The opponents of private gun ownership think that the problems of violence can be alleviated with the elimination of all weapons. It will take more than that, it will take the elimination of all humans. Two humans eventually equals violence; one human, no violence, but also, no more humans.

When the guns are gone, what's next?

For the grabbers, there will always be a "next", unless they are stopped. I think that stoppage needs to be permanent when they arrive at the point of questioning the meaning of something as simple and unambiguous as the Second Amendment.

The question inherent isn't the necessity of arms, it is the necessity of militias. The primary purpose of any militia is to guarantee that government is never permitted to exceed its bounds. When the militia rose in 1775, it was in opposition to its own government, the British government, at the time.

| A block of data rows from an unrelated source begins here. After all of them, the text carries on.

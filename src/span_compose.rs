//! Multiplicative composition of two shaders.
//!
//! Both children shade the same row and the results are multiplied channel
//! by channel on the 0..255 scale. The product of two premultiplied pixels
//! is itself premultiplied, so the output feeds the compositor directly.

use crate::color::Pixel;
use crate::shader::Shader;
use crate::trans_affine::AffineTransform;

// ============================================================================
// ComposeShader
// ============================================================================

/// `first * second`, per channel, rounded.
pub struct ComposeShader<'s> {
    first: &'s mut dyn Shader,
    second: &'s mut dyn Shader,
    scratch: Vec<Pixel>,
}

impl<'s> ComposeShader<'s> {
    pub fn new(first: &'s mut dyn Shader, second: &'s mut dyn Shader) -> Self {
        Self {
            first,
            second,
            scratch: Vec::new(),
        }
    }
}

impl Shader for ComposeShader<'_> {
    fn is_opaque(&self) -> bool {
        self.first.is_opaque() && self.second.is_opaque()
    }

    fn set_context(&mut self, ctm: &AffineTransform) -> bool {
        // bind both children even when the first one fails
        let a = self.first.set_context(ctm);
        let b = self.second.set_context(ctm);
        a && b
    }

    fn shade_row(&mut self, x: i32, y: i32, row: &mut [Pixel]) {
        self.first.shade_row(x, y, row);
        self.scratch.resize(row.len(), Pixel::TRANSPARENT);
        self.second.shade_row(x, y, &mut self.scratch);
        for (dst, other) in row.iter_mut().zip(&self.scratch) {
            *dst = dst.modulate(*other);
        }
    }
}

// ============================================================================
// Tests
// ============================================================================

There was no other government extant at the time.

I believe that once the guns are gone, no problems of violence will actually be solved, and that those same proponents of gun elimination won't be satisfied until they have eliminated the gun owners, too. In point of fact, the elimination of private gun ownership has traditionally and historically been the harbinger of the elimination of the owners of those selfsame guns. Without the one, the other becomes problematic; and those who can't read history and find that lesson are dense beyond unteachable.

No one can enlighten the unteachable. No one can satisfy the insatiable.

Unfortunately, I seriously suspect that despite the "necessary" carnage (dare I say "violence"), the problem of violence will still exist, hastened on by the gun grabbers themselves. Doing the same thing (banning, Prohibition, etc.) over and over again in the expectation of some form of a better outcome is one definition of insanity. I think it's a very apt one, myself, in the case of gun Control.

Government, as Heinlein so incisively demonstrates in Starship Trooper, has its core embodiment in violence, either latent or blatant; and all its actions involves violence, however subtly applied (i.e. taxes, bans...), so engaging government in the task of elimination, even reducing, violence is an ultimate exercise in irony.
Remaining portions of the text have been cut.